« À ce stade, on écarte tout risque de récession en 2024 ! » (Banque de France)

INTERVIEW. « Nous sommes raisonnablement optimistes pour 2024 car le comportement des ménages et des entreprises démontre la résilience de l'économie française », explique Marie-Agnès de Montbron. La nouvelle directrice régionale de la Banque de France en Nouvelle-Aquitaine, arrivée à l'automne 2023, revient sur les enjeux de la bataille contre l'inflation et sur les perspectives économiques pour 2024.
Marie-Agnès de Montbron a pris la direction régionale de la Banque de France en Nouvelle-Aquitaine à l'automne 2023.
Marie-Agnès de Montbron a pris la direction régionale de la Banque de France en Nouvelle-Aquitaine à l'automne 2023. (Crédits : Agence APPA)

LA TRIBUNE - Il y a un an, la Banque de France n'excluait pas le scénario d'une « récession temporaire et limitée » en 2023. Qu'en est-il finalement ?

MARIE-AGNÈS DE MONTBRON - Notre principale préoccupation c'est la lutte contre l'inflation et cela passe par la hausse des taux d'intérêts tout en restant vigilant sur l'impact de cette hausse sur l'économie. Jusqu'à quel point pouvions-nous augmenter les taux sans que cela ne génère une récession ? C'est un équilibre difficile à trouver mais l'année 2023 devrait s'achever sur une croissance faible, de l'ordre de +0,9 %, soit un peu mieux que la fourchette envisagée.

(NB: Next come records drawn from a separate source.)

//! 컴포지트 에러 타입
//!
//! [`CompositeError`]는 정책 트리와 컴포지트 호스트에서 발생하는 구조적 에러를 표현합니다.
//! `From<CompositeError> for CairnError` 변환이 구현되어 있어
//! 생명주기 연산에서 `?` 연산자로 전파할 수 있습니다.

use cairn_core::error::{CairnError, LifecycleError};
use cairn_core::types::ModuleId;

use crate::policy::NodeId;

/// 컴포지트 도메인 에러
#[derive(Debug, thiserror::Error)]
pub enum CompositeError {
    /// 부모 컴포지트의 정책 노드가 없음
    #[error("parent composite {parent} of composite {composite} has no policy node")]
    UnknownParent {
        /// 설치 중인 컴포지트
        composite: ModuleId,
        /// 찾지 못한 부모
        parent: ModuleId,
    },

    /// 호스트에 없는 컴포지트
    #[error("composite not found: {0}")]
    UnknownComposite(ModuleId),

    /// 이미 정책 노드를 가진 컴포지트
    #[error("composite {0} already owns a policy node")]
    DuplicateComposite(ModuleId),

    /// 트리에 없는 노드 (이미 분리됨)
    #[error("policy node {0} is not in the tree")]
    NodeNotFound(NodeId),

    /// 루트 노드는 분리할 수 없음
    #[error("the root policy node cannot be detached")]
    RootDetach,
}

impl From<CompositeError> for CairnError {
    fn from(err: CompositeError) -> Self {
        match err {
            CompositeError::UnknownParent { parent, .. } => {
                CairnError::Lifecycle(LifecycleError::NotFound(parent))
            }
            CompositeError::UnknownComposite(id) => {
                CairnError::Lifecycle(LifecycleError::NotFound(id))
            }
            CompositeError::DuplicateComposite(_)
            | CompositeError::NodeNotFound(_)
            | CompositeError::RootDetach => {
                CairnError::Lifecycle(LifecycleError::Failed(err.to_string()))
            }
        }
    }
}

Quelles sont les projections pour 2024 ?

À ce stade, on écarte tout risque de récession en 2024 ! L'économie a été tirée par les exportations en 2023 et elle devrait bénéficier, cette année, de la reprise de la consommation des ménages grâce à la diminution de l'inflation. On se projette donc sur une croissance économique de +0,9 % en 2024 et de +1,3 % en 2025.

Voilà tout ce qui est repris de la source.